Required action. Go through the entries and write each one out again unchanged.

Record excerpts.
[Start of section]
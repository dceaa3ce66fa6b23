use thiserror::Error;

#[derive(Error, Debug)]
pub enum CalcError {
    #[error("Invalid operation: '{tag}'")]
    InvalidOperation { tag: String },

    #[error("Division by zero: divisor rounds to 0")]
    DivisionByZero,

    #[error("Operand is not a finite number: {value}")]
    NonFiniteOperand { value: f64 },

    #[error("IO error: {0}")]
    IoError(#[from] std::io::Error),

    #[error("Configuration validation error in '{field}': {message}")]
    ConfigValidationError { field: String, message: String },

    #[error("Invalid value '{value}' for '{field}': {reason}")]
    InvalidConfigValueError {
        field: String,
        value: String,
        reason: String,
    },
}

#[derive(Debug, Clone, Copy, PartialEq, Eq)]
pub enum ErrorSeverity {
    Low,
    Medium,
    High,
    Critical,
}

impl CalcError {
    /// 是否為計算本身的錯誤 (無效運算、除以零或非有限運算元)
    pub fn is_calculation_error(&self) -> bool {
        matches!(
            self,
            CalcError::InvalidOperation { .. }
                | CalcError::DivisionByZero
                | CalcError::NonFiniteOperand { .. }
        )
    }

    pub fn severity(&self) -> ErrorSeverity {
        match self {
            CalcError::InvalidOperation { .. }
            | CalcError::DivisionByZero
            | CalcError::NonFiniteOperand { .. } => ErrorSeverity::Medium,
            CalcError::ConfigValidationError { .. }
            | CalcError::InvalidConfigValueError { .. } => ErrorSeverity::High,
            CalcError::IoError(_) => ErrorSeverity::Critical,
        }
    }

    pub fn user_friendly_message(&self) -> String {
        match self {
            CalcError::InvalidOperation { tag } => {
                format!("不支援的運算類型 '{}'", tag)
            }
            CalcError::DivisionByZero => "除數四捨五入後為 0，無法相除".to_string(),
            CalcError::NonFiniteOperand { value } => {
                format!("運算元必須是有限數值，收到 {}", value)
            }
            CalcError::IoError(e) => format!("檔案讀寫失敗: {}", e),
            CalcError::ConfigValidationError { field, message } => {
                format!("配置錯誤 ({}): {}", field, message)
            }
            CalcError::InvalidConfigValueError { field, value, reason } => {
                format!("配置值無效 {} = '{}': {}", field, value, reason)
            }
        }
    }

    pub fn recovery_suggestion(&self) -> String {
        match self {
            CalcError::InvalidOperation { .. } => {
                "Use one of SUM, SUBTRACT or DIVIDE (uppercase)".to_string()
            }
            CalcError::DivisionByZero => {
                "Use a divisor whose rounded value is not 0 (|b| >= 0.5)".to_string()
            }
            CalcError::NonFiniteOperand { .. } => {
                "Pass finite numbers; NaN and infinity are rejected".to_string()
            }
            CalcError::IoError(_) => "Check that the file exists and is readable".to_string(),
            CalcError::ConfigValidationError { .. } | CalcError::InvalidConfigValueError { .. } => {
                "Fix the configuration file and try again".to_string()
            }
        }
    }
}

pub type Result<T> = std::result::Result<T, CalcError>;
/// Round half up (toward +inf): `0.5 -> 1`, `-0.5 -> 0`, `-1.5 -> -1`.
///
/// `f64::round` rounds halves away from zero, which gives `-1` for `-0.5`,
/// so the rounding is done by hand from `floor`. Comparing `value - floor`
/// avoids `floor(value + 0.5)`, which turns 0.49999999999999994 into 1.
///
/// The result is never `-0.0`. Non-finite input comes back unchanged;
/// the dispatcher rejects it before rounding.
pub fn round_half_up(value: f64) -> f64 {
    let floor = value.floor();
    let rounded = if value - floor >= 0.5 { floor + 1.0 } else { floor };
    // -0.0 + 0.0 == +0.0
    rounded + 0.0
}
use crate::core::calculator::ArithmeticCalculator;
use crate::domain::model::Operation;
use crate::domain::ports::{Calculator, TotalSink};
use crate::utils::error::Result;

/// 輸出到 stdout，對應 CLI 的使用情境
#[derive(Debug, Clone, Copy, Default)]
pub struct StdoutSink;

impl TotalSink for StdoutSink {
    fn report(&self, message: &str) {
        println!("{}", message);
    }
}

#[derive(Debug, Clone, Copy, Default)]
pub struct TracingSink;

impl TotalSink for TracingSink {
    fn report(&self, message: &str) {
        tracing::info!("{}", message);
    }
}

pub fn format_total(total: f64) -> String {
    format!("The total is: {}", total)
}

/// 固定使用 SUM 的付款請求，成功時向 sink 回報一次總額
pub struct PaymentRequest<C: Calculator, S: TotalSink> {
    calculator: C,
    sink: S,
}

impl<C: Calculator, S: TotalSink> PaymentRequest<C, S> {
    pub fn new(calculator: C, sink: S) -> Self {
        Self { calculator, sink }
    }

    pub fn send(&self, total_amount: f64, total_shipping: f64) -> Result<f64> {
        let total = self
            .calculator
            .calculate(Operation::Sum, total_amount, total_shipping)?;

        self.sink.report(&format_total(total));
        Ok(total)
    }

    pub fn sink(&self) -> &S {
        &self.sink
    }

    pub fn calculator(&self) -> &C {
        &self.calculator
    }
}

impl<S: TotalSink> PaymentRequest<ArithmeticCalculator, S> {
    pub fn with_sink(sink: S) -> Self {
        Self::new(ArithmeticCalculator, sink)
    }
}

pub fn send_payment_request_to_api(total_amount: f64, total_shipping: f64) -> Result<f64> {
    PaymentRequest::with_sink(StdoutSink).send(total_amount, total_shipping)
}

#[cfg(test)]
mod tests {
    use super::*;

    #[test]
    fn test_format_total_drops_trailing_zero() {
        assert_eq!(format_total(120.0), "The total is: 120");
        assert_eq!(format_total(-3.0), "The total is: -3");
        assert_eq!(format_total(0.2), "The total is: 0.2");
    }

    #[test]
    fn test_tracing_sink() {
        let request = PaymentRequest::with_sink(TracingSink);
        assert_eq!(request.send(10.0, 10.0).unwrap(), 20.0);
    }

    #[test]
    fn test_send_payment_request_to_api() {
        assert_eq!(send_payment_request_to_api(100.0, 20.0).unwrap(), 120.0);
    }
}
[End of section]
Written solution.
repository dceaa3ce66fa6b23
use thiserror::Error;

#[derive(Error, Debug)]
pub enum CalcError {
    #[error("Invalid operation: '{tag}'")]
    InvalidOperation { tag: String },

    #[error("Division by zero: divisor rounds to 0")]
    DivisionByZero,

    #[error("Operand is not a finite number: {value}")]
    NonFiniteOperand { value: f64 },

    #[error("IO error: {0}")]
    IoError(#[from] std::io::Error),

    #[error("Configuration validation error in '{field}': {message}")]
    ConfigValidationError { field: String, message: String },

    #[error("Invalid value '{value}' for '{field}': {reason}")]
    InvalidConfigValueError {
        field: String,
        value: String,
        reason: String,
    },
}

#[derive(Debug, Clone, Copy, PartialEq, Eq)]
pub enum ErrorSeverity {
    Low,
    Medium,
    High,
    Critical,
}

impl CalcError {
    /// 是否為計算本身的錯誤 (無效運算、除以零或非有限運算元)
    pub fn is_calculation_error(&self) -> bool {
        matches!(
            self,
            CalcError::InvalidOperation { .. }
                | CalcError::DivisionByZero
                | CalcError::NonFiniteOperand { .. }
        )
    }

    pub fn severity(&self) -> ErrorSeverity {
        match self {
            CalcError::InvalidOperation { .. }
            | CalcError::DivisionByZero
            | CalcError::NonFiniteOperand { .. } => ErrorSeverity::Medium,
            CalcError::ConfigValidationError { .. }
            | CalcError::InvalidConfigValueError { .. } => ErrorSeverity::High,
            CalcError::IoError(_) => ErrorSeverity::Critical,
        }
    }

    pub fn user_friendly_message(&self) -> String {
        match self {
            CalcError::InvalidOperation { tag } => {
                format!("不支援的運算類型 '{}'", tag)
            }
            CalcError::DivisionByZero => "除數四捨五入後為 0，無法相除".to_string(),
            CalcError::NonFiniteOperand { value } => {
                format!("運算元必須是有限數值，收到 {}", value)
            }
            CalcError::IoError(e) => format!("檔案讀寫失敗: {}", e),
            CalcError::ConfigValidationError { field, message } => {
                format!("配置錯誤 ({}): {}", field, message)
            }
            CalcError::InvalidConfigValueError { field, value, reason } => {
                format!("配置值無效 {} = '{}': {}", field, value, reason)
            }
        }
    }

    pub fn recovery_suggestion(&self) -> String {
        match self {
            CalcError::InvalidOperation { .. } => {
                "Use one of SUM, SUBTRACT or DIVIDE (uppercase)".to_string()
            }
            CalcError::DivisionByZero => {
                "Use a divisor whose rounded value is not 0 (|b| >= 0.5)".to_string()
            }
            CalcError::NonFiniteOperand { .. } => {
                "Pass finite numbers; NaN and infinity are rejected".to_string()
            }
            CalcError::IoError(_) => "Check that the file exists and is readable".to_string(),
            CalcError::ConfigValidationError { .. } | CalcError::InvalidConfigValueError { .. } => {
                "Fix the configuration file and try again".to_string()
            }
        }
    }
}

pub type Result<T> = std::result::Result<T, CalcError>;
/// Round half up (toward +inf): `0.5 -> 1`, `-0.5 -> 0`, `-1.5 -> -1`.
///
/// `f64::round` rounds halves away from zero, which gives `-1` for `-0.5`,
/// so the rounding is done by hand from `floor`. Comparing `value - floor`
/// avoids `floor(value + 0.5)`, which turns 0.49999999999999994 into 1.
///
/// The result is never `-0.0`. Non-finite input comes back unchanged;
/// the dispatcher rejects it before rounding.
pub fn round_half_up(value: f64) -> f64 {
    let floor = value.floor();
    let rounded = if value - floor >= 0.5 { floor + 1.0 } else { floor };
    // -0.0 + 0.0 == +0.0
    rounded + 0.0
}
use crate::core::calculator::ArithmeticCalculator;
use crate::domain::model::Operation;
use crate::domain::ports::{Calculator, TotalSink};
use crate::utils::error::Result;

/// 輸出到 stdout，對應 CLI 的使用情境
#[derive(Debug, Clone, Copy, Default)]
pub struct StdoutSink;

impl TotalSink for StdoutSink {
    fn report(&self, message: &str) {
        println!("{}", message);
    }
}

#[derive(Debug, Clone, Copy, Default)]
pub struct TracingSink;

impl TotalSink for TracingSink {
    fn report(&self, message: &str) {
        tracing::info!("{}", message);
    }
}

pub fn format_total(total: f64) -> String {
    format!("The total is: {}", total)
}

/// 固定使用 SUM 的付款請求，成功時向 sink 回報一次總額
pub struct PaymentRequest<C: Calculator, S: TotalSink> {
    calculator: C,
    sink: S,
}

impl<C: Calculator, S: TotalSink> PaymentRequest<C, S> {
    pub fn new(calculator: C, sink: S) -> Self {
        Self { calculator, sink }
    }

    pub fn send(&self, total_amount: f64, total_shipping: f64) -> Result<f64> {
        let total = self
            .calculator
            .calculate(Operation::Sum, total_amount, total_shipping)?;

        self.sink.report(&format_total(total));
        Ok(total)
    }

    pub fn sink(&self) -> &S {
        &self.sink
    }

    pub fn calculator(&self) -> &C {
        &self.calculator
    }
}

impl<S: TotalSink> PaymentRequest<ArithmeticCalculator, S> {
    pub fn with_sink(sink: S) -> Self {
        Self::new(ArithmeticCalculator, sink)
    }
}

pub fn send_payment_request_to_api(total_amount: f64, total_shipping: f64) -> Result<f64> {
    PaymentRequest::with_sink(StdoutSink).send(total_amount, total_shipping)
}

#[cfg(test)]
mod tests {
    use super::*;

    #[test]
    fn test_format_total_drops_trailing_zero() {
        assert_eq!(format_total(120.0), "The total is: 120");
        assert_eq!(format_total(-3.0), "The total is: -3");
        assert_eq!(format_total(0.2), "The total is: 0.2");
    }

    #[test]
    fn test_tracing_sink() {
        let request = PaymentRequest::with_sink(TracingSink);
        assert_eq!(request.send(10.0, 10.0).unwrap(), 20.0);
    }

    #[test]
    fn test_send_payment_request_to_api() {
        assert_eq!(send_payment_request_to_api(100.0, 20.0).unwrap(), 120.0);
    }
}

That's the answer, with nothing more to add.